• [What you have to do] Search the entries below for "domain" and copy each matching line.

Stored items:
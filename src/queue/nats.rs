//! NATS JetStream implementation of the message queue port. `msg_id`
//! dedup maps directly onto JetStream's `Nats-Msg-Id` header + the stream's
//! duplicate window; explicit ack/nak/term map onto the JetStream consumer
//! API.

use std::collections::HashMap;
use std::time::Duration;

use async_nats::jetstream;
use async_nats::jetstream::consumer::pull::MessagesErrorKind;
use async_nats::jetstream::Context as JsContext;
use async_trait::async_trait;
use futures::StreamExt;

use super::ConsumeOptions;
use super::MessageQueue;
use super::PublishOptions;
use super::PublishOutcome;
use super::QueueMessage;

pub struct NatsQueue {
    jetstream: JsContext,
}

impl NatsQueue {
    pub async fn connect(cluster: &str, tls: bool) -> Result<Self, anyhow::Error> {
        let client = if tls {
            async_nats::ConnectOptions::new().require_tls(true).connect(cluster).await?
        } else {
            async_nats::connect(cluster).await?
        };
        Ok(Self { jetstream: jetstream::new(client) })
    }
}

#[async_trait]
impl MessageQueue for NatsQueue {
    #[tracing::instrument(skip(self, payload), fields(subject = %subject, msg_id = %opts.msg_id))]
    async fn publish(
        &self,
        subject: &str,
        payload: &[u8],
        opts: PublishOptions,
    ) -> Result<PublishOutcome, anyhow::Error> {
        let mut headers = async_nats::HeaderMap::new();
        headers.insert("Nats-Msg-Id", opts.msg_id.as_str());
        for (k, v) in &opts.headers {
            headers.insert(k.as_str(), v.as_str());
        }

        let ack = self
            .jetstream
            .publish_with_headers(subject.to_string(), headers, payload.to_vec().into())
            .await?
            .await?;

        Ok(PublishOutcome { duplicate: ack.duplicate })
    }

    async fn consume(
        &self,
        opts: ConsumeOptions<'_>,
    ) -> Result<tokio::sync::mpsc::Receiver<Box<dyn QueueMessage>>, anyhow::Error> {
        let stream_handle = self.jetstream.get_stream(opts.stream).await?;
        let consumer = stream_handle
            .get_or_create_consumer(
                opts.consumer_name,
                jetstream::consumer::pull::Config {
                    durable_name: Some(opts.consumer_name.to_string()),
                    filter_subject: opts.filter_subject.unwrap_or_default().to_string(),
                    max_ack_pending: opts.max_in_flight as i64,
                    max_deliver: opts.max_deliver as i64,
                    ..Default::default()
                },
            )
            .await?;

        let (tx, rx) = tokio::sync::mpsc::channel(opts.max_in_flight);
        tokio::spawn(async move {
            let mut messages = match consumer.messages().await {
                Ok(m) => m,
                Err(e) => {
                    tracing::error!(error = %e, "failed to start consumer message stream");
                    return;
                }
            };
            while let Some(next) = messages.next().await {
                match next {
                    Ok(msg) => {
                        if tx.send(Box::new(NatsMessage::new(msg)) as Box<dyn QueueMessage>).await.is_err() {
                            break;
                        }
                    }
                    Err(e) if matches!(e.kind(), MessagesErrorKind::MissingHeartbeat) => {
                        tracing::warn!("consumer missed heartbeat, continuing");
                    }
                    Err(e) => {
                        tracing::error!(error = %e, "consumer message error");
                    }
                }
            }
        });
        Ok(rx)
    }
}

struct NatsMessage {
    msg: jetstream::Message,
    headers: HashMap<String, String>,
}

impl NatsMessage {
    fn new(msg: jetstream::Message) -> Self {
        let headers = msg
            .headers
            .as_ref()
            .map(|h| {
                h.iter()
                    .map(|(name, values)| {
                        (name.as_str().to_string(), values.iter().next().map_or_else(String::new, |v| v.to_string()))
                    })
                    .collect()
            })
            .unwrap_or_default();
        Self { msg, headers }
    }
}

#[async_trait]
impl QueueMessage for NatsMessage {
    fn data(&self) -> &[u8] {
        &self.msg.payload
    }

    fn headers(&self) -> &HashMap<String, String> {
        &self.headers
    }

    fn redelivery_count(&self) -> u32 {
        self.msg.info().map(|i| i.delivered as u32).unwrap_or(1)
    }

    async fn ack(self: Box<Self>) -> Result<(), anyhow::Error> {
        self.msg.ack().await.map_err(|e| anyhow::anyhow!("ack failed: {e}"))
    }

    async fn nak(self: Box<Self>, delay: Duration) -> Result<(), anyhow::Error> {
        self.msg
            .ack_with(jetstream::AckKind::Nak(Some(delay)))
            .await
            .map_err(|e| anyhow::anyhow!("nak failed: {e}"))
    }

    async fn term(self: Box<Self>) -> Result<(), anyhow::Error> {
        self.msg
            .ack_with(jetstream::AckKind::Term)
            .await
            .map_err(|e| anyhow::anyhow!("term failed: {e}"))
    }
}
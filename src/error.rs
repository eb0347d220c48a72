//! Component-boundary error taxonomy (spec §7). Internals propagate
//! `anyhow::Error` with `.context(...)`; at a component seam the error is
//! converted into one of these variants so the caller can decide whether to
//! retry, NACK with backoff, or fail the process outright.

/// Which limiter in the composition (C2) refused a request.
#[derive(Debug, Clone, Copy, PartialEq, Eq)]
pub enum LimitingFactor {
    System,
    Provider,
    Config,
}

#[derive(thiserror::Error, Debug)]
pub enum WorkerError {
    /// KV/durable-store/queue error not classifiable as permanent. Retried by
    /// the originating subsystem.
    #[error("transient I/O error: {0}")]
    TransientIo(#[source] anyhow::Error),

    /// Limiter denied within the wait budget. Job retries with backoff.
    #[error("rate limited by {factor:?} limiter, wait {wait_ms}ms")]
    RateLimited { factor: LimitingFactor, wait_ms: u64 },

    /// 4xx-class provider error or invalid input.
    #[error("permanent failure: {0}")]
    Permanent(String),

    /// Hot-state memory or in-flight-limit refusal.
    #[error("backpressure: {0}")]
    Backpressure(String),

    /// Hot-state circuit open during an idempotency probe; the durable-store
    /// fallback could not resolve the status either. Never assume
    /// unprocessed when we can't verify (I3).
    #[error("cannot verify recipient state: {0}")]
    IntegrityFault(String),

    /// Required config missing or schema invalid. Process fails to start.
    #[error("fatal configuration error: {0}")]
    FatalConfig(String),
}

impl WorkerError {
    pub fn is_retryable(&self) -> bool {
        !matches!(self, Self::Permanent(_) | Self::FatalConfig(_))
    }
}
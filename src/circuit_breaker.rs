//! Pure circuit-breaker state machine (C4). No I/O: callers own the clock
//! and the failure log; this module only decides transitions. Used directly
//! by the hot-state manager (§4.3.2) and, keyed per remote host over the
//! shared KV engine, by the resilient HTTP client (§4.5).

use std::time::Duration;

use serde::Deserialize;
use serde::Serialize;

#[derive(Debug, Clone, Copy, PartialEq, Eq, Serialize, Deserialize)]
pub enum CircuitState {
    Closed,
    Open,
    HalfOpen,
}

impl CircuitState {
    /// 0=closed, 1=half-open, 2=open, matching the
    /// `dragonfly_circuit_breaker_state` gauge convention (spec §6).
    pub fn as_gauge_value(self) -> f64 {
        match self {
            Self::Closed => 0.0,
            Self::HalfOpen => 1.0,
            Self::Open => 2.0,
        }
    }
}

#[derive(Debug, Clone, Copy, Deserialize)]
pub struct CircuitBreakerConfig {
    /// Failures within `failure_window` before the circuit opens.
    pub failure_threshold: u32,
    pub failure_window_secs: u64,
    /// How long the circuit stays open before allowing a half-open probe.
    pub reset_secs: u64,
}

impl Default for CircuitBreakerConfig {
    fn default() -> Self {
        Self { failure_threshold: 5, failure_window_secs: 60, reset_secs: 300 }
    }
}

impl CircuitBreakerConfig {
    pub fn failure_window(&self) -> Duration {
        Duration::from_secs(self.failure_window_secs)
    }

    pub fn reset_after(&self) -> Duration {
        Duration::from_secs(self.reset_secs)
    }
}

/// Snapshot of circuit state carried by callers (in memory, or round-tripped
/// through the KV engine for a cross-replica breaker).
#[derive(Debug, Clone, Serialize, Deserialize)]
pub struct Circuit {
    pub state: CircuitState,
    /// Unix-millis timestamps of recent failures, pruned on every mutation.
    pub failures: Vec<i64>,
    pub opened_at: Option<i64>,
}

impl Default for Circuit {
    fn default() -> Self {
        Self { state: CircuitState::Closed, failures: Vec::new(), opened_at: None }
    }
}

pub struct CheckResult {
    pub can_proceed: bool,
    pub circuit: Circuit,
}

impl Circuit {
    fn prune(&mut self, now_ms: i64, window: &CircuitBreakerConfig) {
        let cutoff = now_ms - window.failure_window().as_millis() as i64;
        self.failures.retain(|t| *t >= cutoff);
    }

    /// `open` -> `half-open` once `reset_secs` has elapsed since `opened_at`.
    /// Does not otherwise mutate state; callers must call `record_success`/
    /// `record_failure` to act on the probe outcome.
    pub fn check(mut self, cfg: &CircuitBreakerConfig, now_ms: i64) -> CheckResult {
        match self.state {
            CircuitState::Closed => CheckResult { can_proceed: true, circuit: self },
            CircuitState::HalfOpen => CheckResult { can_proceed: true, circuit: self },
            CircuitState::Open => {
                let opened_at = self.opened_at.unwrap_or(now_ms);
                if now_ms - opened_at >= cfg.reset_after().as_millis() as i64 {
                    self.state = CircuitState::HalfOpen;
                    CheckResult { can_proceed: true, circuit: self }
                } else {
                    CheckResult { can_proceed: false, circuit: self }
                }
            }
        }
    }

    pub fn record_success(mut self) -> Self {
        match self.state {
            CircuitState::HalfOpen => {
                self.state = CircuitState::Closed;
                self.failures.clear();
                self.opened_at = None;
            }
            CircuitState::Closed => {}
            CircuitState::Open => {}
        }
        self
    }

    pub fn record_failure(mut self, cfg: &CircuitBreakerConfig, now_ms: i64) -> Self {
        self.prune(now_ms, cfg);
        match self.state {
            CircuitState::HalfOpen => {
                self.state = CircuitState::Open;
                self.opened_at = Some(now_ms);
            }
            CircuitState::Closed => {
                self.failures.push(now_ms);
                if self.failures.len() as u32 >= cfg.failure_threshold {
                    self.state = CircuitState::Open;
                    self.opened_at = Some(now_ms);
                }
            }
            CircuitState::Open => {
                self.opened_at = Some(now_ms);
            }
        }
        self
    }
}

#[cfg(test)]
mod tests {
    use super::*;

    fn cfg() -> CircuitBreakerConfig {
        CircuitBreakerConfig { failure_threshold: 3, failure_window_secs: 60, reset_secs: 30 }
    }

    #[test]
    fn opens_after_threshold_failures_in_window() {
        let cfg = cfg();
        let mut c = Circuit::default();
        for t in [0, 1_000, 2_000] {
            c = c.record_failure(&cfg, t);
        }
        assert_eq!(c.state, CircuitState::Open);
    }

    #[test]
    fn stays_closed_when_failures_fall_outside_window() {
        let cfg = cfg();
        let mut c = Circuit::default();
        c = c.record_failure(&cfg, 0);
        c = c.record_failure(&cfg, 1_000);
        // third failure arrives after the window has rolled past the first two
        c = c.record_failure(&cfg, 70_000);
        assert_eq!(c.state, CircuitState::Closed);
    }

    #[test]
    fn half_open_probe_then_close_on_success() {
        let cfg = cfg();
        let mut c = Circuit::default();
        for t in [0, 1_000, 2_000] {
            c = c.record_failure(&cfg, t);
        }
        assert_eq!(c.state, CircuitState::Open);

        let blocked = c.clone().check(&cfg, 10_000);
        assert!(!blocked.can_proceed);

        let probe = c.check(&cfg, 40_000);
        assert!(probe.can_proceed);
        c = probe.circuit;
        assert_eq!(c.state, CircuitState::HalfOpen);

        c = c.record_success();
        assert_eq!(c.state, CircuitState::Closed);
        assert!(c.failures.is_empty());
    }

    #[test]
    fn half_open_failure_reopens() {
        let cfg = cfg();
        let mut c = Circuit { state: CircuitState::HalfOpen, failures: vec![], opened_at: Some(0) };
        c = c.record_failure(&cfg, 100);
        assert_eq!(c.state, CircuitState::Open);
        assert_eq!(c.opened_at, Some(100));
    }
}
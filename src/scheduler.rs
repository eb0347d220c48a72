//! External batch scheduler (Open Question, see DESIGN.md): deciding *when*
//! a `draft`/`scheduled` batch becomes eligible to publish to
//! `sys.batch.process` is an external collaborator's responsibility (a cron
//! sweep, a delayed-job service, ...), not this worker's. This trait exists
//! so that boundary is explicit in the type system; no implementation ships
//! here.

use async_trait::async_trait;
use uuid::Uuid;

#[async_trait]
pub trait ExternalScheduler: Send + Sync {
    /// Returns batch ids whose `scheduled_at` has elapsed and that should be
    /// handed to the orchestrator via `sys.batch.process`.
    async fn due_batches(&self) -> Result<Vec<Uuid>, anyhow::Error>;
}
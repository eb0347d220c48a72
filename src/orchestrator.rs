//! Batch orchestrator (C7): consumes `sys.batch.process`, pages recipients
//! into per-user send jobs, and ensures a consumer exists for the owning
//! user. Grounded on the teacher's `delivery.rs` dequeue-then-act shape,
//! generalized from a single-row `SKIP LOCKED` dequeue to a paginated
//! fan-out over a queue port.

use std::collections::HashMap;
use std::sync::Arc;
use std::time::Duration;

use dashmap::DashMap;
use sqlx::PgPool;
use tokio::sync::Mutex;
use tokio_util::sync::CancellationToken;
use uuid::Uuid;

use crate::analytics::AnalyticsEvent;
use crate::analytics::AnalyticsSink;
use crate::domain::Batch;
use crate::domain::BatchStatus;
use crate::domain::SendConfig;
use crate::error::WorkerError;
use crate::hotstate::HotStateManager;
use crate::queue::new_trace_id;
use crate::queue::ConsumeOptions;
use crate::queue::MessageQueue;
use crate::queue::PublishOptions;
use crate::queue::QueueMessage;
use crate::queue::TRACE_ID_HEADER;
use crate::worker::job::msg_id;
use crate::worker::job::subject_for_user;
use crate::worker::job::JobData;
use crate::worker::UserWorkerFactory;

const PAGE_SIZE: i64 = 1000;
const MAX_ENQUEUE_FAILURE_RATIO: f64 = 0.01;
const SYS_STREAM: &str = "SYS";
const BATCH_PROCESS_SUBJECT: &str = "sys.batch.process";

#[derive(Debug, Clone, Copy)]
pub struct OrchestratorSettings {
    pub max_in_flight: usize,
    pub max_deliver: u32,
}

impl Default for OrchestratorSettings {
    fn default() -> Self {
        Self { max_in_flight: 100, max_deliver: 10 }
    }
}

#[derive(Debug, Clone, serde::Deserialize)]
pub struct BatchMessage {
    pub batch_id: Uuid,
    pub user_id: Uuid,
    #[serde(default)]
    pub dry_run: bool,
}

struct RecipientRow {
    id: Uuid,
    identifier: String,
    name: Option<String>,
    variables: Option<serde_json::Value>,
}

pub struct Orchestrator {
    pool: PgPool,
    hot_state: Arc<HotStateManager>,
    queue: Arc<dyn MessageQueue>,
    worker_factory: Arc<UserWorkerFactory>,
    analytics: Arc<dyn AnalyticsSink>,
    active_processors: Arc<DashMap<Uuid, ()>>,
    user_locks: Arc<DashMap<Uuid, Arc<Mutex<()>>>>,
    settings: OrchestratorSettings,
}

• [Completed exercise]
use crate::domain::Batch;
use crate::domain::BatchStatus;
use crate::domain::SendConfig;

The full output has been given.